Either way, there's no disputing at least two things: He'll have lots of extra time now that he no longer has to devote time to raising money and campaigning for re-election. It also won't be long before attention will turn to the 2008 presidential contest and he'll be considered a lame duck.

White House political adviser Karl Rove said Bush in his second term "absolutely" would push for a constitutional amendment that says marriage consists only of the union of a man and a woman.

Bush believes states can deal with the issue of civil unions between gay people, an arrangement that if enacted would grant same-sex partners most or all the rights available to married couples, Rove said Sunday.

In foreign policy, one obvious opportunity is the Israeli-Palestinian conflict, as Bush's second term collides with changes in the region. Israel has taken steps to withdraw from Gaza after nearly 40 years of occupation.

With Palestinian leader Yasser Arafat (news - web sites) hospitalized and gravely ill, the man seen by Washington as an untrustworthy peace partner may be sidelined.

Those developments could give Bush a chance to risk trying to make peace, and White House aides have already begun signaling they see an opening.

Observers also see a legacy-building opportunity in Bush's proposal to increase Social Security (news - web sites)'s long-term solvency by partially privatizing it. "He could really make his mark there," said Lee Edwards, an analyst of presidential decision-making at the conservative Heritage Foundation.

But to be successful on both those difficult fronts, Bush might have to curb the my-way-or-the-highway approach that has dominated his relations with Democrats in Congress and international allies, two groups whose help he will likely need.

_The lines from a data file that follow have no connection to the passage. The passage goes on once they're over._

//! 配置管理模块
//!
//! 支持多格式配置文件加载，环境变量覆盖，以及类型安全的配置访问。

use config::{Config, ConfigError, Environment, File};
use serde::Deserialize;
use std::path::Path;
use std::time::Duration;

use crate::retry::RetryPolicy;

/// Kafka 配置
#[derive(Debug, Clone, Deserialize)]
#[serde(default)]
pub struct KafkaConfig {
    pub brokers: String,
    pub consumer_group: String,
    pub auto_offset_reset: String,
    /// 订单变更事件 topic，由文档库的变更桥接程序写入
    pub orders_topic: String,
    /// 重试耗尽后的订单事件投递到该 topic
    pub dead_letter_topic: String,
}

impl Default for KafkaConfig {
    fn default() -> Self {
        Self {
            brokers: "localhost:9092".to_string(),
            consumer_group: "order-notifier".to_string(),
            auto_offset_reset: "earliest".to_string(),
            orders_topic: "orders.changes".to_string(),
            dead_letter_topic: "orders.changes.dlq".to_string(),
        }
    }
}

/// Firebase 项目配置
///
/// `credentials_path` 指向服务账号 JSON 密钥。为空时 Firestore 以免鉴权方式访问
/// （本地模拟器），推送退化为仅记录日志的发送器。
#[derive(Debug, Clone, Deserialize)]
#[serde(default)]
pub struct FirebaseConfig {
    pub project_id: String,
    pub credentials_path: Option<String>,
}

impl Default for FirebaseConfig {
    fn default() -> Self {
        Self {
            project_id: "disenounico".to_string(),
            credentials_path: None,
        }
    }
}

/// Firestore REST 配置
#[derive(Debug, Clone, Deserialize)]
#[serde(default)]
pub struct FirestoreConfig {
    pub base_url: String,
    /// 列表接口单页文档数
    pub page_size: u32,
    pub request_timeout_ms: u64,
}

impl Default for FirestoreConfig {
    fn default() -> Self {
        Self {
            base_url: "https://firestore.googleapis.com/v1".to_string(),
            page_size: 300,
            request_timeout_ms: 10_000,
        }
    }
}

impl FirestoreConfig {
    pub fn request_timeout(&self) -> Duration {
        Duration::from_millis(self.request_timeout_ms)
    }
}

/// FCM HTTP v1 配置
#[derive(Debug, Clone, Deserialize)]
#[serde(default)]
pub struct FcmConfig {
    pub base_url: String,
    pub request_timeout_ms: u64,
}

impl Default for FcmConfig {
    fn default() -> Self {
        Self {
            base_url: "https://fcm.googleapis.com/v1".to_string(),
            request_timeout_ms: 10_000,
        }
    }
}

impl FcmConfig {
    pub fn request_timeout(&self) -> Duration {
        Duration::from_millis(self.request_timeout_ms)
    }
}

/// 显示名到用户标识的别名
#[derive(Debug, Clone, PartialEq, Eq, Deserialize)]
pub struct AliasEntry {
    pub display_name: String,
    pub user_id: String,
}

impl AliasEntry {
    pub fn new(display_name: impl Into<String>, user_id: impl Into<String>) -> Self {
        Self {
            display_name: display_name.into(),
            user_id: user_id.into(),
        }
    }
}

/// 收件人配置
///
/// `pair` 必须恰好包含两个不同的用户标识，由收件人策略在构造时校验。
/// 别名以列表形式配置，避免配置库对表键做大小写归一化。
#[derive(Debug, Clone, Deserialize)]
#[serde(default)]
pub struct RecipientConfig {
    pub pair: Vec<String>,
    pub aliases: Vec<AliasEntry>,
}

impl Default for RecipientConfig {
    fn default() -> Self {
        Self {
            pair: vec!["david1720".to_string(), "maria1720".to_string()],
            aliases: vec![
                AliasEntry::new("Esteban", "david1720"),
                AliasEntry::new("Luisa", "maria1720"),
            ],
        }
    }
}

/// 重试配置（作用于触发循环，而非分发器本身）
#[derive(Debug, Clone, Deserialize)]
#[serde(default)]
pub struct RetryConfig {
    pub max_retries: u32,
    pub initial_delay_ms: u64,
    pub max_delay_ms: u64,
    pub multiplier: f64,
}

impl Default for RetryConfig {
    fn default() -> Self {
        Self {
            max_retries: 3,
            initial_delay_ms: 1_000,
            max_delay_ms: 30_000,
            multiplier: 2.0,
        }
    }
}

impl From<&RetryConfig> for RetryPolicy {
    fn from(config: &RetryConfig) -> Self {
        Self {
            max_retries: config.max_retries,
            initial_delay: Duration::from_millis(config.initial_delay_ms),
            max_delay: Duration::from_millis(config.max_delay_ms),
            multiplier: config.multiplier,
        }
    }
}

/// 可观测性配置
#[derive(Debug, Clone, Deserialize)]
#[serde(default)]
pub struct ObservabilityConfig {
    pub log_level: String,
    /// 是否输出 JSON 结构化日志，否则为人类可读格式
    pub json_logs: bool,
    pub metrics_enabled: bool,
    pub metrics_port: u16,
}

impl Default for ObservabilityConfig {
    fn default() -> Self {
        Self {
            log_level: "info".to_string(),
            json_logs: false,
            metrics_enabled: true,
            metrics_port: 9090,
        }
    }
}

/// 应用配置
#[derive(Debug, Clone, Deserialize, Default)]
#[serde(default)]
pub struct AppConfig {
    pub service_name: String,
    pub environment: String,
    pub kafka: KafkaConfig,
    pub firebase: FirebaseConfig,
    pub firestore: FirestoreConfig,
    pub fcm: FcmConfig,
    pub recipients: RecipientConfig,
    pub retry: RetryConfig,
    pub observability: ObservabilityConfig,
}

impl AppConfig {
    /// 从配置文件和环境变量加载配置
    ///
    /// 加载顺序（后加载的会覆盖先加载的同名配置项）：
    /// 1. config/default.toml（默认配置）
    /// 2. config/{environment}.toml（环境特定配置）
    /// 3. config/{service_name}.toml（服务特定配置）
    /// 4. 环境变量（NOTIFY_ 前缀，双下划线分隔层级，如 NOTIFY_KAFKA__BROKERS -> kafka.brokers）
    pub fn load(service_name: &str) -> Result<Self, ConfigError> {
        // .env 仅用于本地开发，不存在时忽略
        let _ = dotenvy::dotenv();

        let env = std::env::var("NOTIFY_ENV").unwrap_or_else(|_| "development".to_string());

        let config_dir = std::env::var("CONFIG_DIR").unwrap_or_else(|_| "config".to_string());

        let builder = Config::builder()
            .set_default("service_name", service_name)?
            .set_default("environment", env.clone())?
            .add_source(File::from(Path::new(&config_dir).join("default.toml")).required(false))
            .add_source(
                File::from(Path::new(&config_dir).join(format!("{}.toml", env))).required(false),
            )
            .add_source(
                File::from(Path::new(&config_dir).join(format!("{}.toml", service_name)))
                    .required(false),
            )
            .add_source(
                Environment::with_prefix("NOTIFY")
                    .prefix_separator("_")
                    .separator("__")
                    .try_parsing(true),
            );

        builder.build()?.try_deserialize()
    }

    /// 是否为生产环境
    pub fn is_production(&self) -> bool {
        self.environment == "production"
    }

    /// 是否配置了服务账号密钥
    pub fn has_credentials(&self) -> bool {
        self.firebase
            .credentials_path
            .as_deref()
            .is_some_and(|p| !p.is_empty())
    }
}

"He's got political capital," said Princeton political scientist Fred Greenstein. "He'll have even more if he does some reaching out."

Greenstein suggested Bush may decided to do just that — fulfilling a promise he has made in the days since his successful re-election — by nominating "some kind of uniting figure" for any Supreme Court vacancy, instead of a conservative who would spark a bitter Senate confirmation fight.

However, experts noted there's been little indication from Bush that he plans to be anything other than the mostly unbending conservative of his first term. Since Election Day, he has promised to earn the trust of Democrats and talked of bipartisanship. But so far, that has mostly meant inviting Democrats to support his proposals and leaving them behind if they decline.



And in recent days, Bush has appeared, if anything, more emboldened than ever, political experts and presidential historians said. When asked to name his most immediate priorities, he raised an issue that is one of the most divisive flashpoints between the two parties — capping medical malpractice lawsuit awards.

"He talks the talk of conciliation, but he walks the walk of the solid conservative," said Allan J. Lichtman, a presidential historian at American University. "I see no sign the president is going to modify his approach."
 

Green

Paranoid in Los Angeles
Yeah, the GOP now has a firm grip on matters government at the federal level.

Which means, like Avis, us Democrats are going to have to try harder.